YOUR GOAL: Select from the records below every line that has the word "chars" in it.

RECORDED DATA:
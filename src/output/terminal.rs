//! Colored terminal output

use termcolor::{Color, ColorSpec, WriteColor};

use crate::assert::TableAssertionFailure;
use crate::error::Result;

use super::OutputFormatter;

/// Terminal output with colors: mismatched rows in red, expected values in green
#[derive(Debug)]
pub struct TerminalOutput {
    mismatch: ColorSpec,
    expected: ColorSpec,
    heading: ColorSpec,
}

impl TerminalOutput {
    pub fn new() -> Self {
        let mut mismatch = ColorSpec::new();
        mismatch.set_fg(Some(Color::Red)).set_bold(true);
        let mut expected = ColorSpec::new();
        expected.set_fg(Some(Color::Green));
        let mut heading = ColorSpec::new();
        heading.set_fg(Some(Color::Yellow)).set_bold(true);

        Self {
            mismatch,
            expected,
            heading,
        }
    }

    fn line_color(&self, line: &str) -> Option<&ColorSpec> {
        if line.starts_with("| X ") {
            Some(&self.mismatch)
        } else if line.starts_with("| i ") {
            Some(&self.expected)
        } else if line.starts_with("Structural difference") || line.starts_with("Cell differences") {
            Some(&self.heading)
        } else {
            None
        }
    }

    fn write_line(&self, line: &str, writer: &mut dyn WriteColor) -> Result<()> {
        match self.line_color(line) {
            Some(spec) => {
                writer.set_color(spec)?;
                write!(writer, "{}", line)?;
                writer.reset()?;
                writeln!(writer)?;
            }
            None => writeln!(writer, "{}", line)?,
        }
        Ok(())
    }
}

impl Default for TerminalOutput {
    fn default() -> Self {
        Self::new()
    }
}

impl OutputFormatter for TerminalOutput {
    fn render(&self, failure: &TableAssertionFailure, writer: &mut dyn WriteColor) -> Result<()> {
        writer.set_color(ColorSpec::new().set_bold(true))?;
        write!(writer, "{}", failure.message())?;
        writer.reset()?;
        writeln!(writer)?;
        writeln!(writer)?;

        for line in failure.diff_string().lines() {
            self.write_line(line, writer)?;
        }

        Ok(())
    }
}
//! Column structure comparison

use rustc_hash::FxHashSet;

use crate::config::DiffOptions;

use super::DiffRecord;

/// Column structure comparison engine
pub struct ColumnDiff;

impl ColumnDiff {
    /// Compare header rows. A non-empty result means cell values must not be compared.
    pub fn compare(expected: &[String], actual: &[String], options: &DiffOptions) -> Vec<DiffRecord> {
        let mut changes = Vec::new();

        let expected_set: FxHashSet<&str> = expected.iter().map(String::as_str).collect();
        let actual_set: FxHashSet<&str> = actual.iter().map(String::as_str).collect();

        let missing: Vec<&str> = expected
            .iter()
            .map(String::as_str)
            .filter(|name| !actual_set.contains(name))
            .collect();
        let extra: Vec<&str> = actual
            .iter()
            .map(String::as_str)
            .filter(|name| !expected_set.contains(name))
            .collect();

        if !missing.is_empty() || !extra.is_empty() {
            if !missing.is_empty() {
                changes.push(DiffRecord::structural(format!(
                    "Missing columns: {} (got {})",
                    quote_list(&missing),
                    quote_list(actual)
                )));
            }

            if !extra.is_empty() && !options.ignore_extra_columns {
                changes.push(DiffRecord::structural(format!(
                    "Unexpected columns: {}",
                    quote_list(&extra)
                )));
            }
        } else if expected != actual && !options.ignore_column_sequence {
            changes.push(DiffRecord::structural(format!(
                "Unexpected column sequence:\n - Expected: {}\n - Got:      {}",
                quote_list(expected),
                quote_list(actual)
            )));
        }

        changes
    }
}

/// `'a', 'b', 'c'`
fn quote_list<S: AsRef<str>>(names: &[S]) -> String {
    names
        .iter()
        .map(|name| format!("'{}'", name.as_ref()))
        .collect::<Vec<_>>()
        .join(", ")
}
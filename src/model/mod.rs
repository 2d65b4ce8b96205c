//! Data model for tabular data representation

mod table;

pub use table::{Table, EMPTY_CELL};
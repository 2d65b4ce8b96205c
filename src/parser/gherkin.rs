//! Gherkin-style pipe table parser
//!
//! Reads tables written the way they appear in feature files:
//!
//! ```text
//! | name  | qty |
//! | apple | 3   |
//! ```
//!
//! Blank lines and `#` comments are skipped. Inside a cell `\|` is a literal
//! pipe, `\\` a backslash and `\n` a newline. Rows must all have the same
//! number of cells.

use log::trace;

use crate::error::{Error, Result};
use crate::model::Table;

use super::Parser;

/// Parser for `| a | b |` tables
pub struct GherkinParser;

impl Parser for GherkinParser {
    fn parse_str(&self, input: &str) -> Result<Table> {
        let mut rows = Vec::new();

        for (index, line) in input.lines().enumerate() {
            let line = line.trim();
            if line.is_empty() || line.starts_with('#') {
                continue;
            }
            rows.push(parse_row(line, index + 1)?);
        }

        trace!("parsed {} pipe table row(s)", rows.len());
        Table::new(rows)
    }

    fn supports_extension(&self, ext: &str) -> bool {
        matches!(ext.to_lowercase().as_str(), "table" | "feature")
    }
}

fn parse_row(line: &str, line_number: usize) -> Result<Vec<String>> {
    let body = line.strip_prefix('|').ok_or_else(|| {
        Error::parse(format!(
            "Expected a table row starting with '|' on line {}",
            line_number
        ))
    })?;

    let mut cells = Vec::new();
    let mut cell = String::new();
    let mut closed = false;
    let mut chars = body.chars();

    while let Some(ch) = chars.next() {
        closed = false;
        match ch {
            '\\' => match chars.next() {
                Some('|') => cell.push('|'),
                Some('\\') => cell.push('\\'),
                Some('n') => cell.push('\n'),
                Some(other) => {
                    cell.push('\\');
                    cell.push(other);
                }
                None => cell.push('\\'),
            },
            '|' => {
                cells.push(cell.trim().to_string());
                cell.clear();
                closed = true;
            }
            _ => cell.push(ch),
        }
    }

    if !closed {
        return Err(Error::parse(format!(
            "Expected a table row ending with '|' on line {}",
            line_number
        )));
    }

    Ok(cells)
}
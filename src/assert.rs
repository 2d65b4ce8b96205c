//! Table assertions for test suites

use std::fmt;

use log::debug;

use crate::config::DiffOptions;
use crate::diff::{DiffResult, TableDiffer};
use crate::error::{Error, Result};
use crate::model::Table;
use crate::output::DiffFormatter;

const SAME_PREFIX: &str = "Failed asserting that two tables were identical: ";
const EQUAL_PREFIX: &str = "Failed asserting that two tables were equivalent: ";
const CONTAINS_PREFIX: &str = "Failed asserting that a table contained expected data: ";
const COMPARABLE_PREFIX: &str = "Failed comparing two tables: ";

/// Raised when two tables differ. Carries the raw differences and their rendering.
#[derive(Debug, Clone, PartialEq, Eq)]
pub struct TableAssertionFailure {
    message: String,
    diff: DiffResult,
    diff_string: String,
}

impl TableAssertionFailure {
    pub fn new(message: impl Into<String>, diff: DiffResult, diff_string: impl Into<String>) -> Self {
        Self {
            message: message.into(),
            diff,
            diff_string: diff_string.into(),
        }
    }

    pub fn message(&self) -> &str {
        &self.message
    }

    pub fn diff(&self) -> &DiffResult {
        &self.diff
    }

    pub fn diff_string(&self) -> &str {
        &self.diff_string
    }
}

impl fmt::Display for TableAssertionFailure {
    fn fmt(&self, f: &mut fmt::Formatter<'_>) -> fmt::Result {
        write!(f, "{}\n\n{}", self.message, self.diff_string)
    }
}

impl std::error::Error for TableAssertionFailure {}

/// Assertions on a pair of tables. Each returns `Ok(())` when the tables match
/// and [`Error::Assertion`] when they do not.
#[derive(Debug, Clone, Default)]
pub struct AssertTable {
    differ: TableDiffer,
    formatter: DiffFormatter,
}

impl AssertTable {
    pub fn new() -> Self {
        Self::default()
    }

    /// Same columns in the same sequence with the same values
    pub fn assert_same(&self, expected: &Table, actual: &Table, message: Option<&str>) -> Result<()> {
        self.check(SAME_PREFIX, &DiffOptions::new(), expected, actual, message)
    }

    /// Same columns in any sequence with the same values
    pub fn assert_equal(&self, expected: &Table, actual: &Table, message: Option<&str>) -> Result<()> {
        self.check(EQUAL_PREFIX, &DiffOptions::equal(), expected, actual, message)
    }

    /// The expected columns hold the expected values; extra actual columns are ignored
    pub fn assert_contains_columns(
        &self,
        expected: &Table,
        actual: &Table,
        message: Option<&str>,
    ) -> Result<()> {
        self.check(
            CONTAINS_PREFIX,
            &DiffOptions::contains_columns(),
            expected,
            actual,
            message,
        )
    }

    /// Compare with caller-supplied options, e.g. custom per-column comparators
    pub fn assert_comparable(
        &self,
        expected: &Table,
        actual: &Table,
        options: &DiffOptions,
        message: Option<&str>,
    ) -> Result<()> {
        self.check(COMPARABLE_PREFIX, options, expected, actual, message)
    }

    fn check(
        &self,
        prefix: &str,
        options: &DiffOptions,
        expected: &Table,
        actual: &Table,
        message: Option<&str>,
    ) -> Result<()> {
        let diff = self.differ.diff(expected, actual, options)?;
        if diff.is_empty() {
            return Ok(());
        }

        debug!("table assertion failed with {} difference(s)", diff.len());
        let diff_string = self.formatter.format(&diff, actual)?;
        let message = format!("{}{}", prefix, message.unwrap_or_default());

        Err(Error::Assertion(TableAssertionFailure::new(
            message,
            diff,
            diff_string,
        )))
    }
}
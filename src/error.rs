//! Error types for table comparison and parsing

use thiserror::Error;

use crate::assert::TableAssertionFailure;

pub type Result<T> = std::result::Result<T, Error>;

#[derive(Error, Debug)]
pub enum Error {
    /// Invalid diff options, raised before any table content is compared
    #[error("Invalid diff options: {message}")]
    Config { message: String },

    /// A table could not be built from the given rows
    #[error("Invalid table: {message}")]
    Construction { message: String },

    #[error("Cannot format an empty diff")]
    EmptyDiff,

    /// A CSV, HTML or pipe-table source was rejected
    #[error("{message}")]
    Parse { message: String },

    #[error("CSV error: {0}")]
    Csv(#[from] csv::Error),

    #[error("IO error: {0}")]
    Io(#[from] std::io::Error),

    #[error("JSON error: {0}")]
    Json(#[from] serde_json::Error),

    #[error(transparent)]
    Assertion(#[from] TableAssertionFailure),
}

impl Error {
    pub fn config(msg: impl Into<String>) -> Self {
        Self::Config {
            message: msg.into(),
        }
    }

    pub fn construction(msg: impl Into<String>) -> Self {
        Self::Construction {
            message: msg.into(),
        }
    }

    pub fn parse(msg: impl Into<String>) -> Self {
        Self::Parse {
            message: msg.into(),
        }
    }
}
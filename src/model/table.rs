//! Table data structure: a header row plus string data rows

use std::fmt;

use indexmap::IndexMap;
use serde::Serialize;

use crate::error::{Error, Result};

/// Marker written into cells that were missing from a ragged source row
pub const EMPTY_CELL: &str = "{empty}";

/// A rectangular grid of string cells. Row 0 is the header.
#[derive(Debug, Clone, PartialEq, Eq, Serialize)]
pub struct Table {
    rows: Vec<Vec<String>>,
}

impl Table {
    /// Build a table, requiring every row to have the same number of cells
    pub fn new<R, C>(rows: impl IntoIterator<Item = R>) -> Result<Self>
    where
        R: IntoIterator<Item = C>,
        C: Into<String>,
    {
        let rows = collect_rows(rows);
        let width = max_width(&rows)?;

        if let Some((index, row)) = rows.iter().enumerate().find(|(_, r)| r.len() != width) {
            return Err(Error::construction(format!(
                "Table row #{} is expected to have {} columns, got {}",
                index, width, row.len()
            )));
        }

        Ok(Self { rows })
    }

    /// Build a table from ragged rows, filling short rows with [`EMPTY_CELL`]
    pub fn padded<R, C>(rows: impl IntoIterator<Item = R>) -> Result<Self>
    where
        R: IntoIterator<Item = C>,
        C: Into<String>,
    {
        let mut rows = collect_rows(rows);
        let width = max_width(&rows)?;

        for row in &mut rows {
            if row.len() < width {
                row.resize(width, EMPTY_CELL.to_string());
            }
        }

        Ok(Self { rows })
    }

    /// All rows, header included
    pub fn rows(&self) -> &[Vec<String>] {
        &self.rows
    }

    /// Get a row by index (0 is the header)
    pub fn row(&self, index: usize) -> Option<&[String]> {
        self.rows.get(index).map(Vec::as_slice)
    }

    /// Column names from the header row
    pub fn columns(&self) -> &[String] {
        &self.rows[0]
    }

    /// Data rows, header excluded
    pub fn data_rows(&self) -> &[Vec<String>] {
        &self.rows[1..]
    }

    /// Data rows as ordered column name to value mappings
    pub fn hash(&self) -> Vec<IndexMap<&str, &str>> {
        let columns = self.columns();
        self.data_rows()
            .iter()
            .map(|row| {
                columns
                    .iter()
                    .map(String::as_str)
                    .zip(row.iter().map(String::as_str))
                    .collect()
            })
            .collect()
    }

    /// Get column index by name
    pub fn column_index(&self, name: &str) -> Option<usize> {
        self.columns().iter().position(|c| c == name)
    }

    /// Number of data rows
    pub fn row_count(&self) -> usize {
        self.rows.len() - 1
    }

    /// Number of columns
    pub fn column_count(&self) -> usize {
        self.rows[0].len()
    }
}

fn collect_rows<R, C>(rows: impl IntoIterator<Item = R>) -> Vec<Vec<String>>
where
    R: IntoIterator<Item = C>,
    C: Into<String>,
{
    rows.into_iter()
        .map(|row| row.into_iter().map(Into::into).collect())
        .collect()
}

fn max_width(rows: &[Vec<String>]) -> Result<usize> {
    if rows.is_empty() {
        return Err(Error::construction("Table contained no rows"));
    }

    match rows.iter().map(Vec::len).max() {
        Some(width) if width > 0 => Ok(width),
        _ => Err(Error::construction("All table rows were empty")),
    }
}

/// Renders as `| a | b |` lines, each cell padded to its column's widest value
impl fmt::Display for Table {
    fn fmt(&self, f: &mut fmt::Formatter<'_>) -> fmt::Result {
        let mut widths = vec![0; self.column_count()];
        for row in &self.rows {
            for (i, cell) in row.iter().enumerate() {
                widths[i] = widths[i].max(cell.chars().count());
            }
        }

        for (row_index, row) in self.rows.iter().enumerate() {
            if row_index > 0 {
                writeln!(f)?;
            }
            write!(f, "|")?;
            for (cell, width) in row.iter().zip(&widths) {
                write!(f, " {:<width$} |", cell, width = *width)?;
            }
        }

        Ok(())
    }
}
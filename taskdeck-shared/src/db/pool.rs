/// Database connection pool management
///
/// PostgreSQL connection pool built on sqlx, with a startup health check.
/// The pool is passed explicitly to every model operation and handler;
/// there is no process-wide connection singleton.
///
/// # Example
///
/// ```no_run
/// use taskdeck_shared::db::pool::{create_pool, DatabaseConfig};
///
/// # async fn example() -> Result<(), sqlx::Error> {
/// let config = DatabaseConfig {
///     url: std::env::var("DATABASE_URL").unwrap(),
///     ..Default::default()
/// };
///
/// let pool = create_pool(config).await?;
/// # Ok(())
/// # }
/// ```
use sqlx::postgres::{PgPool, PgPoolOptions};
use std::time::Duration;
use tracing::{debug, info};

/// Configuration for the database connection pool
///
/// Timeouts are in seconds for ease of configuration from environment
/// variables.
#[derive(Debug, Clone)]
pub struct DatabaseConfig {
    /// PostgreSQL connection URL
    pub url: String,

    /// Maximum number of connections in the pool
    pub max_connections: u32,

    /// Minimum number of idle connections to keep warm
    pub min_connections: u32,

    /// Timeout for acquiring a connection from the pool (seconds)
    pub connect_timeout_seconds: u64,
}

impl Default for DatabaseConfig {
    fn default() -> Self {
        Self {
            url: String::new(),
            max_connections: 10,
            min_connections: 2,
            connect_timeout_seconds: 30,
        }
    }
}

/// Creates and initializes a PostgreSQL connection pool
///
/// Performs a health check after connecting so a misconfigured URL fails at
/// startup rather than on the first request.
pub async fn create_pool(config: DatabaseConfig) -> Result<PgPool, sqlx::Error> {
    info!(
        max_connections = config.max_connections,
        min_connections = config.min_connections,
        "Creating database connection pool"
    );

    let pool = PgPoolOptions::new()
        .max_connections(config.max_connections)
        .min_connections(config.min_connections)
        .acquire_timeout(Duration::from_secs(config.connect_timeout_seconds))
        .connect(&config.url)
        .await?;

    health_check(&pool).await?;

    info!("Database connection pool created successfully");
    Ok(pool)
}

/// Verifies the database is reachable and responding
pub async fn health_check(pool: &PgPool) -> Result<(), sqlx::Error> {
    debug!("Performing database health check");

    let _: (i32,) = sqlx::query_as("SELECT 1").fetch_one(pool).await?;

    Ok(())
}

#[cfg(test)]
mod tests {
    use super::*;

    #[test]
    fn test_database_config_default() {
        let config = DatabaseConfig::default();
        assert_eq!(config.max_connections, 10);
        assert_eq!(config.min_connections, 2);
        assert_eq!(config.connect_timeout_seconds, 30);
    }
}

RESULT:
    let mut chars = body.chars();
    while let Some(ch) = chars.next() {
            '\\' => match chars.next() {
                widths[i] = widths[i].max(cell.chars().count());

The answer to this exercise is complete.